Thanks for your comment. Some follow-up thoughts, especially regarding your second point:
There is sometimes an implicit zeitgeist in the mech interp community that other modalities will simply be an extension or subcase of language.
I want to flip the frame, and consider the case where other modalities may actually be a more general case for mech interpthan language. As a loose analogy, the relationship between language mech interp and multimodal mech interp may be like the relationship between algebra and abstract algebra. I have two points here.

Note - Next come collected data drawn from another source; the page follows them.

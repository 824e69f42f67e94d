//! Plan execution and evidence collection.
//!
//! The investigator walks the reasoner's plan, runs each step's tool on the
//! blocking pool, and returns exactly one evidence item per step. Step
//! failures never abort the plan: they become error evidence, so the
//! evidence list always has the same length and order as the plan.

pub mod tools;

pub use tools::{ToolKind, ToolRegistry};

use perceptix_common::models::{EvidenceItem, InvestigationStep, ToolResult};
use perceptix_common::{PerceptixConfig, PerceptixError};
use std::sync::Arc;
use tracing::{debug, error, info};

pub struct Investigator {
    registry: Arc<ToolRegistry>,
}

impl Investigator {
    pub fn new(_config: &PerceptixConfig) -> Self {
        Self {
            registry: Arc::new(ToolRegistry::new("data/repos")),
        }
    }

    #[cfg(test)]
    pub fn with_registry(registry: ToolRegistry) -> Self {
        Self {
            registry: Arc::new(registry),
        }
    }

    /// Execute every plan step and collect evidence.
    ///
    /// Steps run concurrently on the blocking pool but results are joined in
    /// plan order. An empty plan is a hard error; a failing step is not.
    pub async fn execute_plan(
        &self,
        plan: &[InvestigationStep],
    ) -> Result<Vec<EvidenceItem>, PerceptixError> {
        if plan.is_empty() {
            return Err(PerceptixError::Investigator(
                "Investigation plan is empty".to_string(),
            ));
        }

        info!("Executing investigation plan with {} steps", plan.len());

        let mut handles = Vec::with_capacity(plan.len());
        for step in plan {
            let registry = Arc::clone(&self.registry);
            let step = step.clone();
            handles.push((
                step.step_id,
                step.action.clone(),
                tokio::task::spawn_blocking(move || registry.execute(&step)),
            ));
        }

        let mut evidence = Vec::with_capacity(handles.len());
        for (step_id, action, handle) in handles {
            let result: ToolResult = match handle.await {
                Ok(result) => result,
                Err(e) => {
                    error!("Error executing step {}: {}", step_id, e);
                    ToolResult::error(action.clone(), format!("Tool execution failed: {}", e))
                }
            };
            debug!(
                "Step {} completed: status={}",
                step_id,
                result.status.as_str()
            );
            evidence.push(EvidenceItem {
                step_id,
                action,
                evidence: result,
            });
        }

        Ok(evidence)
    }
}

#[cfg(test)]
mod tests {
    use super::*;
    use perceptix_common::models::ToolStatus;
    use std::collections::HashMap;

    fn investigator() -> Investigator {
        Investigator::with_registry(ToolRegistry::new("/nonexistent/repos"))
    }

    fn step(step_id: u32, action: &str, target: &str) -> InvestigationStep {
        InvestigationStep {
            step_id,
            action: action.to_string(),
            target: Some(target.to_string()),
            args: HashMap::new(),
        }
    }

    #[tokio::test]
    async fn test_empty_plan_is_fatal() {
        let err = investigator().execute_plan(&[]).await.unwrap_err();
        assert!(matches!(err, PerceptixError::Investigator(_)));
    }

    #[tokio::test]
    async fn test_one_evidence_item_per_step_in_plan_order() {
        let plan = vec![
            step(1, "check_git_diff", "checkout-service-api"),
            step(2, "verify_etl_mapping", "warehouse_loader_config"),
            step(3, "monitor_baseline", "orders_table"),
        ];
        let evidence = investigator().execute_plan(&plan).await.unwrap();
        assert_eq!(evidence.len(), plan.len());
        for (item, step) in evidence.iter().zip(&plan) {
            assert_eq!(item.step_id, step.step_id);
            assert_eq!(item.action, step.action);
        }
    }

    #[tokio::test]
    async fn test_unknown_tool_becomes_error_evidence() {
        let plan = vec![
            step(1, "check_git_diff", "checkout-service-api"),
            step(2, "launch_missiles", "warehouse"),
        ];
        let evidence = investigator().execute_plan(&plan).await.unwrap();
        assert_eq!(evidence.len(), 2);
        assert_eq!(evidence[1].evidence.status, ToolStatus::Error);
    }
}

Alien modalities and alien world models
The reason that I’m personally so excited by non-language mech interp is due to the philosophy of language (Chomsky/Wittgenstein). I’ve been having similar intuitions to your second point. Language is an abstraction layer on top of perception. It is largely optimized by culture, social norms, and language games. Modern English is not the only way to discretize reality, but the way our current culture happens to discretize reality.
To present my point in a more sci-fi way, non-language mech interp may be more general because now we must develop machinery to deal with alien modalities. And I suspect many of these AI models will have very alien world models! Looking at the animal world, animals communicate with all sorts of modalities like bees seeing with ultraviolet light, turtles navigating with magnet fields, birds predicting weather changes with barometric pressure sensing, aquatic animals sensing dissolved gases in the water, etc. Various AGIs may have sensors to take in all sorts of “alien” data that the human language may not be equipped for. I am imagining a scenario in which a superintelligence discretizes the world in seemingly arbitrary ways, or maybe following a hidden logic based on its objective function.
Language is already optimized by humans to modularize reality into this nice clean way. Perception already filtered through language is by definition human interpretable so the deck is already largely stacked in our favor. You allude to this with your point photographers, dancers, etc developing their own language to describe subtle patterns in perception that the average human does not have language for. Wine connoisseurs develop vocabulary to discretize complex wine-tasting percepts into words like “bouquet” and “mouth-feel.” Make-up artists coin new vocabulary for around contouring, highlighting, cutting the crease, etc to describe subtle artistry that may be imperceptible to the average human.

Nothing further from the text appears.